Address correspondence to: Toby C. Cornish, Department of Pathology, University of Colorado School of Medicine, Mail Stop B216, 12631 East 17th Avenue, Aurora, Colorado 80045, USA. Email: email@example.com.
Published April 15, 2021 - More info
Artificial intelligence has been applied to histopathology for decades, but the recent increase in interest is attributable to well-publicized successes in the application of deep-learning techniques, such as convolutional neural networks, for image analysis. Recently, generative adversarial networks (GANs) have provided a method for performing image-to-image translation tasks on histopathology images, including image segmentation.
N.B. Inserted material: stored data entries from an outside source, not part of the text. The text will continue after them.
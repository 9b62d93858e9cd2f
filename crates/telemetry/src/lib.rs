//! Turn tracing and running totals for Concierge.
//!
//! The engine implements `MetricsSink`: the background pipeline reports
//! every finished turn, and an optional event-bus listener tallies tool
//! executions, learned memories and background failures.

pub mod engine;
pub mod model;

pub use engine::TelemetryEngine;
pub use model::{Span, SpanKind, TelemetrySummary, Trace};

/// Errors from the telemetry subsystem.
#[derive(Debug, thiserror::Error)]
pub enum TelemetryError {
    #[error("serialization error: {0}")]
    SerdeError(#[from] serde_json::Error),
}
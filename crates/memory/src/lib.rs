//! Memory and persistence implementations for Concierge.
//!
//! Long-term memory stores (`InMemoryBackend`, `FileBackend`) and the
//! services built over them (retrieval, optimization, learning, lifecycle),
//! plus the conversation stores behind `StorageManager`.

pub mod file_backend;
pub mod in_memory;
pub mod knowledge;
pub mod learning;
pub mod lifecycle;
pub mod noop;
pub mod optimizer;
pub mod retriever;
mod search;
pub mod state_store;

#[cfg(feature = "sqlite")]
pub mod sqlite;

pub use file_backend::FileBackend;
pub use in_memory::InMemoryBackend;
pub use knowledge::{InMemoryKnowledgeBase, KnowledgeDocument};
pub use learning::MemoryLearningManager;
pub use lifecycle::DecayLifecycleManager;
pub use noop::{NoopKnowledgeBase, NoopLearning, NoopLifecycle};
pub use optimizer::FocusOptimizer;
pub use retriever::StoreRetriever;
pub use state_store::InMemoryStateStore;

#[cfg(feature = "sqlite")]
pub use sqlite::SqliteStateStore;
//! Long-term memory retrieval over any `MemoryBackend`.
//!
//! One type serves both retrieval tiers: scored retrieval (keyword overlap,
//! importance, recency) and the legacy tag-keyed lookup that the context
//! service falls back to.

use async_trait::async_trait;
use chrono::Utc;
use concierge_core::context::{LtmRetriever, MemoryRecord, TaggedMemoryRetriever};
use concierge_core::error::MemoryError;
use concierge_core::memory::{MemoryBackend, MemoryEntry, MemoryQuery};
use std::cmp::Ordering;
use std::sync::Arc;

const RECENCY_WEIGHT: f32 = 0.15;
/// Days after which the recency bonus has halved.
const RECENCY_HALF_LIFE_DAYS: f32 = 14.0;

pub struct StoreRetriever {
    backend: Arc<dyn MemoryBackend>,
}

impl StoreRetriever {
    pub fn new(backend: Arc<dyn MemoryBackend>) -> Self {
        Self { backend }
    }

    fn recency(entry: &MemoryEntry) -> f32 {
        let age_days = (Utc::now() - entry.created_at).num_seconds().max(0) as f32 / 86_400.0;
        1.0 / (1.0 + age_days / RECENCY_HALF_LIFE_DAYS)
    }

    fn to_record(entry: &MemoryEntry, score: f32) -> MemoryRecord {
        let mut record = MemoryRecord::new(entry.content.clone()).with_score(score);
        record.metadata.insert("memory_id".into(), entry.id.clone());
        record
            .metadata
            .insert("created_at".into(), entry.created_at.to_rfc3339());
        if !entry.tags.is_empty() {
            record.metadata.insert("tags".into(), entry.tags.join(","));
        }
        record
    }
}

#[async_trait]
impl LtmRetriever for StoreRetriever {
    async fn retrieve(
        &self,
        user_id: &str,
        query: &str,
        limit: usize,
    ) -> Result<Vec<MemoryRecord>, MemoryError> {
        let hits = self
            .backend
            .search(MemoryQuery::new(user_id, query).with_limit(limit.saturating_mul(2).max(limit)))
            .await?;

        let mut scored: Vec<(f32, &MemoryEntry)> = hits
            .iter()
            .map(|e| {
                let score = (1.0 - RECENCY_WEIGHT) * e.score + RECENCY_WEIGHT * Self::recency(e);
                (score, e)
            })
            .collect();
        scored.sort_by(|a, b| b.0.partial_cmp(&a.0).unwrap_or(Ordering::Equal));
        scored.truncate(limit);

        Ok(scored
            .into_iter()
            .map(|(score, e)| Self::to_record(e, score))
            .collect())
    }
}

#[async_trait]
impl TaggedMemoryRetriever for StoreRetriever {
    async fn retrieve_by_tags(
        &self,
        user_id: &str,
        tags: &[String],
        limit: usize,
    ) -> Result<Option<String>, MemoryError> {
        if tags.is_empty() || limit == 0 {
            return Ok(None);
        }
        let wanted: Vec<String> = tags.iter().map(|t| t.to_lowercase()).collect();

        let mut matches: Vec<MemoryEntry> = self
            .backend
            .list(user_id, false)
            .await?
            .into_iter()
            .filter(|e| {
                e.tags.iter().any(|t| wanted.contains(&t.to_lowercase()))
                    || concierge_core::text::tokenize(&e.content)
                        .iter()
                        .any(|t| wanted.contains(t))
            })
            .collect();

        matches.sort_by(|a, b| {
            b.importance
                .partial_cmp(&a.importance)
                .unwrap_or(Ordering::Equal)
                .then_with(|| b.created_at.cmp(&a.created_at))
        });
        matches.truncate(limit);

        if matches.is_empty() {
            return Ok(None);
        }
        Ok(Some(
            matches
                .iter()
                .map(|e| e.content.trim())
                .collect::<Vec<_>>()
                .join("\n\n"),
        ))
    }
}
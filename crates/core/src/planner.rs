//! Planner trait and the actions it produces.
//!
//! The planner is the LLM-backed decision function of the loop: given the
//! current state it either answers or asks for a tool. Anything else it
//! emits is carried as an explicit `Unrecognized` variant so callers match
//! exhaustively instead of falling through.

use crate::agent::AgentState;
use crate::error::PlannerError;
use async_trait::async_trait;
use serde::{Deserialize, Serialize};

/// The planner's decision for one loop iteration.
#[derive(Debug, Clone, PartialEq, Serialize, Deserialize)]
#[serde(tag = "type", rename_all = "snake_case")]
pub enum Action {
    /// Terminal answer for the user.
    FinalAnswer { output: String },

    /// Run a named tool with JSON arguments.
    ToolCall {
        name: String,
        #[serde(default)]
        args: serde_json::Value,
    },

    /// Output the loop does not know how to act on.
    Unrecognized { kind: String },
}

impl Action {
    pub fn final_answer(output: impl Into<String>) -> Self {
        Self::FinalAnswer { output: output.into() }
    }

    pub fn tool_call(name: impl Into<String>, args: serde_json::Value) -> Self {
        Self::ToolCall { name: name.into(), args }
    }

    /// Short label for logs.
    pub fn kind(&self) -> &str {
        match self {
            Self::FinalAnswer { .. } => "final_answer",
            Self::ToolCall { .. } => "tool_call",
            Self::Unrecognized { kind } => kind,
        }
    }
}

/// Maps state to the next action.
#[async_trait]
pub trait Planner: Send + Sync {
    /// Decide what to do next.
    async fn choose_action(&self, state: &AgentState) -> Result<Action, PlannerError>;

    /// Produce a best-effort answer once the step budget is exhausted.
    async fn force_finish(&self, state: &AgentState) -> Result<String, PlannerError>;
}
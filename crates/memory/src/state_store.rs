//! In-process conversation store: for tests and ephemeral runs.
//!
//! States are kept in their serialized form so a load behaves exactly like
//! one from a durable store: only what survives JSON comes back.

use async_trait::async_trait;
use chrono::{DateTime, Utc};
use concierge_core::error::StorageError;
use concierge_core::storage::{self, InteractionRecord, StorageManager};
use concierge_core::{AgentState, ConversationId};
use std::collections::HashMap;
use tokio::sync::RwLock;

#[derive(Default)]
struct Inner {
    states: HashMap<ConversationId, (String, DateTime<Utc>)>,
    active: HashMap<String, ConversationId>,
    interactions: Vec<InteractionRecord>,
}

#[derive(Default)]
pub struct InMemoryStateStore {
    inner: RwLock<Inner>,
}

impl InMemoryStateStore {
    pub fn new() -> Self {
        Self::default()
    }

    /// Overwrite the last-activity time of a conversation.
    pub async fn set_conversation_timestamp(&self, conversation_id: &ConversationId, at: DateTime<Utc>) {
        if let Some(slot) = self.inner.write().await.states.get_mut(conversation_id) {
            slot.1 = at;
        }
    }

    /// Replace a stored snapshot with raw text, bypassing serialization.
    pub async fn put_raw_state(&self, conversation_id: &ConversationId, user_id: &str, raw: &str) {
        let mut inner = self.inner.write().await;
        inner
            .states
            .insert(conversation_id.clone(), (raw.to_string(), Utc::now()));
        inner.active.insert(user_id.to_string(), conversation_id.clone());
    }

    pub async fn interaction_count(&self) -> usize {
        self.inner.read().await.interactions.len()
    }
}

#[async_trait]
impl StorageManager for InMemoryStateStore {
    fn name(&self) -> &str {
        "in_memory"
    }

    async fn save_state(
        &self,
        conversation_id: &ConversationId,
        state: &AgentState,
        user_id: &str,
    ) -> Result<(), StorageError> {
        let raw = storage::encode_state(state)?;
        let mut inner = self.inner.write().await;
        inner
            .states
            .insert(conversation_id.clone(), (raw, Utc::now()));
        inner.active.insert(user_id.to_string(), conversation_id.clone());
        Ok(())
    }

    async fn load_state(
        &self,
        conversation_id: &ConversationId,
    ) -> Result<Option<AgentState>, StorageError> {
        let inner = self.inner.read().await;
        inner
            .states
            .get(conversation_id)
            .map(|(raw, _)| storage::decode_state(conversation_id, raw))
            .transpose()
    }

    async fn get_conversation_timestamp(
        &self,
        conversation_id: &ConversationId,
    ) -> Result<Option<DateTime<Utc>>, StorageError> {
        Ok(self.inner.read().await.states.get(conversation_id).map(|(_, at)| *at))
    }

    async fn get_active_conversation(
        &self,
        user_id: &str,
    ) -> Result<Option<ConversationId>, StorageError> {
        Ok(self.inner.read().await.active.get(user_id).cloned())
    }

    async fn log_agent_interaction(&self, record: &InteractionRecord) -> Result<(), StorageError> {
        self.inner.write().await.interactions.push(record.clone());
        Ok(())
    }

    async fn recent_interactions(
        &self,
        user_id: &str,
        limit: usize,
    ) -> Result<Vec<InteractionRecord>, StorageError> {
        Ok(self
            .inner
            .read()
            .await
            .interactions
            .iter()
            .rev()
            .filter(|r| r.user_id == user_id)
            .take(limit)
            .cloned()
            .collect())
    }
}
In this issue of the JCI, Koyuncu et al. applied GANs to whole-slide images of p16-positive oropharyngeal squamous cell carcinoma (OPSCC) to automate the calculation of a multinucleation index (MuNI) for prognostication in p16-positive OPSCC. Multivariable analysis showed that the MuNI was prognostic for disease-free survival, overall survival, and metastasis-free survival. These results are promising, as they present a prognostic method for p16-positive OPSCC and highlight methods for using deep learning to measure image biomarkers from histopathologic samples in an inherently explainable manner.